El que iba en el caballo me miró interrogante,
casi dudando al verme
sin entender nada.
El jinete simplemente reanudó la marcha,
yo recogí los cuadernos,
el llanto y la rabia estremecían mi pecho,
taladraban mi cerebro,
cruentos deseos de venganza traspasaron como relámpagos
la noche oscura de mi alma entenebrecida.
El tormento empezó a carcomerme por dentro.
Fueron noches delirantes,
sórdidas e interminables,
en que asistido del puñal
trazaba planes
de impostergable venganza.
Sólo la imagen inmaculada,
imagen dulce y consoladora
de Ruth mi profesora,
aportaba la calma, el alivio,
que todo mi ser vulnerado
necesitaba.
Mientras forjamos ideas de venganza,
el corazón palpita libre,
la mente se expande a límites peligrosos,
la razón desata impulsos carentes de toda razón,
de toda lógica,
de todo arrepentimiento.
Somos hijos directos del pecado,
herederos irremisibles del crimen,
el mal seguirá buscando el mal,
en tanto el bien huye y se acobarda
como una doncella perseguida,
señalada,
sentenciada,
expuestas sus entrañas
a la infamia del estupro,
del cruel desvarío,
la oscuridad,
y la muerte,
indicios únicos de una realidad transformada,
puesta como estrella de espanto,
en el nombre de un rostro nunca identificado.

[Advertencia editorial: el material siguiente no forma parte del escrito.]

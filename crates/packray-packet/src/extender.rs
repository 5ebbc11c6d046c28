//! Constant extension resolution.
//!
//! A constant-extender word supplies the high bits of the immediate of
//! the next instruction in program order within the same packet. The
//! target's immediate becomes the literal concatenation of the
//! extender's bits and the target's own low-order field bits, and the
//! target's implicit scale is suppressed. A packet carries at most one
//! extender.

use packray_core::Operand;

use crate::duplex::{EntryOrigin, PacketEntry};
use crate::error::PacketError;

/// A resolved extension, scoped to one packet.
#[derive(Debug, Clone, Copy, PartialEq, Eq)]
pub struct ExtensionBinding {
    /// Address of the extender word.
    pub extender: u64,
    /// The 32-bit extension value carried by the extender.
    pub value: u32,
    /// Address of the entry the extension was applied to.
    pub target: u64,
}

/// Finds the packet's extender, if any, and applies it to its target
/// entry in place.
///
/// Binding problems (an extender with no payload or no following
/// entry, or a designated target with no extendable immediate) are
/// recorded as [`PacketError::MisplacedExtension`] diagnostics; the
/// target is left unextended and the rest of the packet is unaffected.
pub fn resolve(entries: &mut [PacketEntry], diagnostics: &mut Vec<PacketError>) -> Option<ExtensionBinding> {
    let ext_index = entries.iter().position(|e| e.insn.is_extender)?;
    let extender = entries[ext_index].insn.address;
    let Some(value) = extension_value(&entries[ext_index]) else {
        diagnostics.push(PacketError::misplaced_extension(extender, extender));
        return None;
    };

    let Some(target_index) = designated_target(entries, ext_index) else {
        diagnostics.push(PacketError::misplaced_extension(extender, extender));
        return None;
    };

    let target = &mut entries[target_index];
    let target_address = target.insn.address;
    let Some(operand_index) = target.insn.extendable_operand() else {
        diagnostics.push(PacketError::misplaced_extension(extender, target_address));
        return None;
    };

    if let Some(Operand::Immediate(imm)) = target.insn.operands.get_mut(operand_index) {
        imm.extend(value);
    }

    Some(ExtensionBinding {
        extender,
        value,
        target: target_address,
    })
}

/// Picks the entry the extension is allowed to bind to.
///
/// For an ordinary word that is simply the next entry. When the next
/// entry is a duplex sub-instruction, the architecture designates the
/// second-decoded slot as the only one that may carry an extended
/// immediate, so the binding always skips over slot 0; whatever
/// operands slot 0 carries, it stays unextended.
fn designated_target(entries: &[PacketEntry], ext_index: usize) -> Option<usize> {
    let next_index = ext_index + 1;
    let next = entries.get(next_index)?;

    match next.origin {
        EntryOrigin::Word => Some(next_index),
        EntryOrigin::DuplexSlot { slot: 1, .. } => Some(next_index),
        EntryOrigin::DuplexSlot { slot: _, .. } => {
            // Bind to the second-decoded slot of the same word.
            entries.get(next_index + 1).map(|_| next_index + 1)
        }
    }
}

/// The 32-bit extension payload of an extender record.
///
/// The extender's single immediate operand already carries the payload
/// shifted into position; its effective value is the extension value.
/// A record without one is a front-end inconsistency.
fn extension_value(entry: &PacketEntry) -> Option<u32> {
    entry
        .insn
        .operands
        .iter()
        .find_map(|op| op.as_immediate())
        .map(|imm| imm.value() as u32)
}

Nicolás Figue/ Vocesdispersas-febrero 12 de 2022
(Foto sacada del álbum familiar, en la Casa Campesina, Buesaco, Nariño, con mi hermano Felipe. Ignoro la fecha, lo cual no me impide suponer el año de 1965)
Interesante relato, y todo lo que escribes es fascinante para el lector, Dios te ilumine para seguir haciéndolo y ver tu sueño hecho realidad ❤️
ResponderEliminarGracias Carmen Elisa, tus palabras me llenan de satisfacción.